Dan Bron's comment (above) that e-mail/email at its inception was treated as a mass noun is correct—and so is Kristina Lopez's comment (above) that e-mail/email is widely applied today not just to the medium of electronic mail but to individual messages sent and received in that medium.

For many years the technology magazines where I worked enforced a strict house rule: e-mail (and later email) referred to "electronic mail" as a mode of communication, and individual messages had to be termed "e-mail [or email] messages." But three or four years ago, the overwhelming weight of popular usage prevailed, and we began to accept the use of email as a singular noun that could take an indefinite article, and emails as a plural noun—both referring to individual messages.

It is probably not coincidental that other forms of electronic communication receive similar treatment in popular (and some publishing) usage: a text and texts for "a text message" and "text messages," respectively; and an IM and IMs for "an instant messaging message" and "instant messaging messages" (as I recall, people used to avoid "instant messaging message" by conflating the technology with the individual message to produce "instant message").

At publishing houses, the proper handling of "an e-mail [or email]" versus "an e-mail [or email] message" remains a house style issue—there is no universally agreed-upon preference. If you are beholden to no one's style guide, you are free to use the wording that you like better. But the overall tendency, I believe, is toward accepting an email and emails as collapsed forms of "an electronic mail message" and "electronic mail messages."

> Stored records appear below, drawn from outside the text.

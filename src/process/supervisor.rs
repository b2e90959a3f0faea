use chrono::Local;
use std::fs::File;
use std::io;
use std::path::{Path, PathBuf};
use std::process::{ExitStatus, Stdio};
use std::sync::{Mutex, PoisonError};
use std::time::{Duration, Instant};
use tokio::process::Child;
use tokio_util::sync::CancellationToken;

use super::deny_list::DenyList;
use super::log_tail::{read_tail, LogTail};
use super::registry::BackgroundRegistry;
use super::tree::{shell_command, terminate_tree, DEFAULT_KILL_GRACE};
use super::{LogArtifact, ManagedProcess, ProcessPhase, RunOutcome, SupervisorError, NO_OUTPUT};
use crate::config::{Config, LogMode};
use crate::keys::CancelSource;
use crate::ui::{RunObserver, StatusLine};
use crate::util::tail_chars;

pub const LATEST_LOG_NAME: &str = "latest.log";
pub const DEFAULT_TICK: Duration = Duration::from_millis(100);
pub const DEFAULT_OUTPUT_LIMIT: usize = 2000;

#[derive(Debug, Clone)]
pub struct SupervisorOptions {
    pub log_dir: PathBuf,
    pub working_dir: PathBuf,
    pub log_mode: LogMode,
    pub tail_lines: usize,
    pub tick: Duration,
    pub kill_grace: Duration,
    pub output_limit: usize,
}

impl SupervisorOptions {
    pub fn new(log_dir: impl Into<PathBuf>, working_dir: impl Into<PathBuf>) -> Self {
        Self {
            log_dir: log_dir.into(),
            working_dir: working_dir.into(),
            log_mode: LogMode::PerInvocation,
            tail_lines: crate::config::DEFAULT_TAIL_LINES,
            tick: DEFAULT_TICK,
            kill_grace: DEFAULT_KILL_GRACE,
            output_limit: DEFAULT_OUTPUT_LIMIT,
        }
    }

    pub fn from_config(config: &Config) -> Self {
        Self {
            log_mode: config.log_mode,
            tail_lines: config.tail_lines,
            ..Self::new(&config.log_dir, &config.working_dir)
        }
    }
}

/// Everything a run borrows from its caller.
pub struct RunContext<'a> {
    pub keys: &'a mut dyn CancelSource,
    /// Tripped when the operator cancels, so enclosing loops stop too.
    pub token: &'a CancellationToken,
    pub registry: &'a mut BackgroundRegistry,
}

/// One liveness check of a foreground child.
#[derive(Debug)]
enum Liveness {
    Running,
    Exited(Option<i32>),
    /// The OS could not say; the child may still be running.
    Unknown(io::Error),
}

impl From<io::Result<Option<ExitStatus>>> for Liveness {
    fn from(result: io::Result<Option<ExitStatus>>) -> Self {
        match result {
            Ok(None) => Self::Running,
            Ok(Some(status)) => Self::Exited(status.code()),
            Err(err) => Self::Unknown(err),
        }
    }
}

pub struct ProcessSupervisor {
    options: SupervisorOptions,
    deny: DenyList,
    /// Display lines of the last foreground run, kept after its artifact is
    /// reclaimed.
    last_run: Mutex<Option<Vec<String>>>,
}

impl ProcessSupervisor {
    pub fn new(options: SupervisorOptions) -> Self {
        Self {
            options,
            deny: DenyList::default(),
            last_run: Mutex::new(None),
        }
    }

    /// Reject `command` if it matches the deny list. Nothing is spawned.
    pub fn check_command(&self, command: &str) -> Result<(), SupervisorError> {
        self.deny.check(command)
    }

    pub fn options(&self) -> &SupervisorOptions {
        &self.options
    }

    pub fn log_dir(&self) -> &Path {
        &self.options.log_dir
    }

    /// Run `command` under supervision until it exits, is cancelled, or uses
    /// up `budget` (per-invocation mode only; it then keeps running in
    /// `ctx.registry`).
    pub async fn run_command(
        &self,
        command: &str,
        budget: Duration,
        ctx: RunContext<'_>,
        view: &mut dyn RunObserver,
    ) -> Result<RunOutcome, SupervisorError> {
        if let Err(err) = self.check_command(command) {
            tracing::warn!(command, error = %err, "command rejected by deny list");
            view.finished(&StatusLine::for_error(&err));
            return Err(err);
        }

        let (artifact, child) = match self.spawn(command) {
            Ok(spawned) => spawned,
            Err(err) => {
                view.finished(&StatusLine::for_error(&err));
                return Err(err);
            }
        };
        let pid = child.id().unwrap_or_default();
        tracing::info!(pid, command, log = %artifact.name, "process spawned");

        let mut process = ManagedProcess {
            pid,
            pgid: pid,
            command: command.to_string(),
            log: artifact,
            started_at: Instant::now(),
            started_wall: Local::now(),
            phase: ProcessPhase::Running,
            child,
        };
        view.started(command, pid);

        let outcome = match self.drive(&mut process, budget, ctx.keys, ctx.token, view).await {
            Ok(outcome) => outcome,
            Err(err) => {
                tracing::error!(pid, error = %err, "foreground process abandoned");
                view.finished(&StatusLine::for_error(&err));
                self.retire(&process.log);
                return Err(err);
            }
        };
        view.finished(&StatusLine::for_outcome(&outcome));

        match &outcome {
            RunOutcome::Detached { .. } => ctx.registry.insert(process),
            RunOutcome::Completed { exit_code, .. } => {
                tracing::info!(pid, exit_code = ?exit_code, "process completed");
                self.retire(&process.log);
            }
            RunOutcome::Cancelled { .. } => {
                tracing::info!(pid, "process cancelled by operator");
                self.retire(&process.log);
            }
        }
        Ok(outcome)
    }

    /// Keep the artifact's lines for `view_last_log`, then delete it.
    fn retire(&self, artifact: &LogArtifact) {
        let lines = read_tail(&artifact.path, usize::MAX);
        *self.last_run.lock().unwrap_or_else(PoisonError::into_inner) = Some(lines);
        artifact.reclaim();
    }

    fn spawn(&self, command: &str) -> Result<(LogArtifact, Child), SupervisorError> {
        let launch_failed = |source: std::io::Error| SupervisorError::LaunchFailed {
            command: command.to_string(),
            source,
        };

        std::fs::create_dir_all(&self.options.log_dir).map_err(launch_failed)?;
        let artifact = LogArtifact::new(&self.options.log_dir, self.next_artifact_name());
        let stdout = File::create(&artifact.path).map_err(launch_failed)?;
        let stderr = stdout.try_clone().map_err(launch_failed)?;

        let mut cmd = shell_command(command, &self.options.working_dir);
        cmd.stdout(Stdio::from(stdout)).stderr(Stdio::from(stderr));

        match tokio::process::Command::from(cmd).spawn() {
            Ok(child) => Ok((artifact, child)),
            Err(err) => {
                artifact.reclaim();
                Err(launch_failed(err))
            }
        }
    }

    async fn drive(
        &self,
        process: &mut ManagedProcess,
        budget: Duration,
        keys: &mut dyn CancelSource,
        token: &CancellationToken,
        view: &mut dyn RunObserver,
    ) -> Result<RunOutcome, SupervisorError> {
        let mut tail = LogTail::new(&process.log.path, self.options.tail_lines);
        let detachable = self.options.log_mode == LogMode::PerInvocation;

        loop {
            let liveness = Liveness::from(process.child.try_wait());

            if let Some(lines) = tail.poll() {
                view.tail(&lines);
            }

            match liveness {
                Liveness::Running => {}
                Liveness::Exited(exit_code) => {
                    process.phase = ProcessPhase::Completed;
                    return Ok(RunOutcome::Completed {
                        exit_code,
                        output: self.collect_output(&process.log),
                    });
                }
                Liveness::Unknown(source) => {
                    tracing::warn!(pid = process.pid, error = %source, "liveness check failed");
                    self.abandon(process).await;
                    return Err(SupervisorError::WaitFailed {
                        pid: process.pid,
                        source,
                    });
                }
            }

            if token.is_cancelled() || keys.poll() {
                if let Err(err) =
                    terminate_tree(&mut process.child, process.pgid, self.options.kill_grace).await
                {
                    tracing::warn!(pid = process.pid, error = %err, "process tree termination failed");
                    let _ = process.child.start_kill();
                }
                process.phase = ProcessPhase::Cancelled;
                token.cancel();
                if let Some(lines) = tail.poll() {
                    view.tail(&lines);
                }
                return Ok(RunOutcome::Cancelled {
                    output: self.collect_output(&process.log),
                });
            }

            if detachable && process.started_at.elapsed() >= budget {
                process.phase = ProcessPhase::Detached;
                return Ok(RunOutcome::Detached {
                    pid: process.pid,
                    log_ref: process.log.name.clone(),
                    partial_output: self.collect_output(&process.log),
                });
            }

            tokio::time::sleep(self.options.tick).await;
        }
    }

    /// Stop a child whose state can no longer be observed.
    async fn abandon(&self, process: &mut ManagedProcess) {
        if let Err(err) = terminate_tree(&mut process.child, process.pgid, self.options.kill_grace).await {
            tracing::warn!(pid = process.pid, error = %err, "process tree termination failed");
            let _ = process.child.start_kill();
        }
        process.phase = ProcessPhase::Killed;
    }

    fn collect_output(&self, artifact: &LogArtifact) -> String {
        let output = artifact.read_all();
        if output.trim().is_empty() {
            return NO_OUTPUT.to_string();
        }
        tail_chars(&output, self.options.output_limit)
    }

    fn next_artifact_name(&self) -> String {
        match self.options.log_mode {
            LogMode::Latest => LATEST_LOG_NAME.to_string(),
            LogMode::PerInvocation => {
                let id = uuid::Uuid::new_v4().simple().to_string();
                format!(
                    "run-{}-{}.log",
                    Local::now().format("%Y%m%d-%H%M%S"),
                    &id[..8]
                )
            }
        }
    }

    /// The last `max_lines` lines of a log artifact in the log directory.
    pub fn view_log(&self, log_ref: &str, max_lines: usize) -> Result<String, SupervisorError> {
        let name = log_ref.trim();
        if name.is_empty() || name.contains(['/', '\\']) || name == "." || name == ".." {
            return Err(SupervisorError::NotFound(log_ref.to_string()));
        }
        let path = self.options.log_dir.join(name);
        if !path.is_file() {
            return Err(SupervisorError::NotFound(log_ref.to_string()));
        }

        Ok(format_tail(&read_tail(&path, usize::MAX), max_lines))
    }

    /// The last `max_lines` lines of the most recent foreground run. Its
    /// artifact is already gone, so this reads the copy kept at completion.
    pub fn view_last_log(&self, max_lines: usize) -> Result<String, SupervisorError> {
        let last_run = self.last_run.lock().unwrap_or_else(PoisonError::into_inner);
        match last_run.as_deref() {
            Some(lines) => Ok(format_tail(lines, max_lines)),
            None => Err(SupervisorError::NotFound(LATEST_LOG_NAME.to_string())),
        }
    }

    /// Delete every artifact this supervisor names (`run-*.log`, `latest.log`).
    pub fn cleanup_artifacts(&self) -> usize {
        let entries = match std::fs::read_dir(&self.options.log_dir) {
            Ok(entries) => entries,
            Err(_) => return 0,
        };
        let mut removed = 0;
        for entry in entries.flatten() {
            let name = entry.file_name().to_string_lossy().into_owned();
            let ours = name == LATEST_LOG_NAME || (name.starts_with("run-") && name.ends_with(".log"));
            if !ours {
                continue;
            }
            match std::fs::remove_file(entry.path()) {
                Ok(()) => removed += 1,
                Err(err) => tracing::warn!(artifact = %name, error = %err, "failed to remove log artifact"),
            }
        }
        tracing::debug!(removed, "log artifacts cleaned up");
        removed
    }
}

fn format_tail(lines: &[String], max_lines: usize) -> String {
    if lines.is_empty() {
        return NO_OUTPUT.to_string();
    }
    let max_lines = max_lines.max(1);
    let total = lines.len();
    if total <= max_lines {
        return lines.join("\n");
    }
    let shown = &lines[total - max_lines..];
    format!(
        "...(last {max_lines} of {total} lines)\n{}",
        shown.join("\n")
    )
}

Emails and email are both correct plurals, but each has its own context. It depends on whether or not you are using it as a countable or uncountable noun.

Email

You can use email as an uncountable noun, just like mail. For example, "I received lots of email today" or "John sends me too much stupid chain email". But, you cannot use email as a countable noun. For example, "I have five email" makes as much sense as "I have five mail".

Emails

You can use emails as a countable noun, just like letters. Originally, email was always uncountable, just like mail. But over time, largely due to the ubiquity of use, pieces of email or email messages (and similar phrases) were shortened, and simplified to just emails.

For example: "I have five emails" or "Kevin sends me too many emails". (Contrast that last one with "Kevin sends me too much email".)

Of course, you can still use emails in some contexts where email is also acceptable ("I received lots of emails today"), but it does have a slightly different meaning (compare to "I received lots of email messages today") because you are using a countable versus uncountable noun.

http://en.wiktionary.org/wiki/email


Your peers are not wrong.Technically, email appears to be correct since the word e-mail stands for electronic mail.

It can be used as a verb (meaning sent by email) or as a noun (meaning a message sent by email). To make the noun plural, some writers prefer to use the term “email messages.”

However, I am going to say you are both correct.


Email is the medium of communication. Messages would be the plural of what you receive through said medium.


It is correct, as Nick2253 explains. But it can also sound awkward and (sound) wrong to the ear. Depending on the context it may be appropriate to choose a different word with a nicer plural.

As long as it's not a legal deposition, the fact that it is an email may not be particularly significant and you can substitute messages, responses, transmissions, epistles, love-letters, documents, etc.